- **Directions**: Whenever a line in this data holds the word "click", report that line in full.

- **Data section**:
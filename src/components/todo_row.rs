//! Todo Row Component
//!
//! One item: status toggle, edit, delete, title and description.

use leptos::prelude::*;
use todo_api::Todo;

use crate::components::edit_todo_modal::EditTodoModal;

#[component]
pub fn TodoRow(
    todo: Todo,
    #[prop(into)] on_toggle: Callback<i32>,
    #[prop(into)] on_delete: Callback<i32>,
    #[prop(into)] on_update: Callback<Todo>,
) -> impl IntoView {
    let id = todo.todo_id;
    let completed = todo.completed;
    let title = todo.title.clone().unwrap_or_default();
    let description = todo.description.clone().unwrap_or_default();

    view! {
        <li class=if completed { "todo-row completed" } else { "todo-row" }>
            <div class="todo-header">
                <div class="todo-actions">
                    <button
                        class="icon-btn status-btn"
                        aria-label=if completed { "Mark as open" } else { "Mark as done" }
                        on:click=move |_| on_toggle.run(id)
                    >
                        {if completed { "↺" } else { "✓" }}
                    </button>
                    <span class="todo-status">{if completed { "Done" } else { "Open" }}</span>
                    <EditTodoModal todo=todo on_update=on_update />
                    <button
                        class="icon-btn delete-btn"
                        aria-label="Delete todo"
                        on:click=move |_| on_delete.run(id)
                    >
                        "×"
                    </button>
                </div>
                <h3 class="todo-title">{title}</h3>
            </div>
            <p class="todo-description">{description}</p>
        </li>
    }
}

- **Answer section**:
                        on:click=move |_| on_toggle.run(id)
                        on:click=move |_| on_delete.run(id)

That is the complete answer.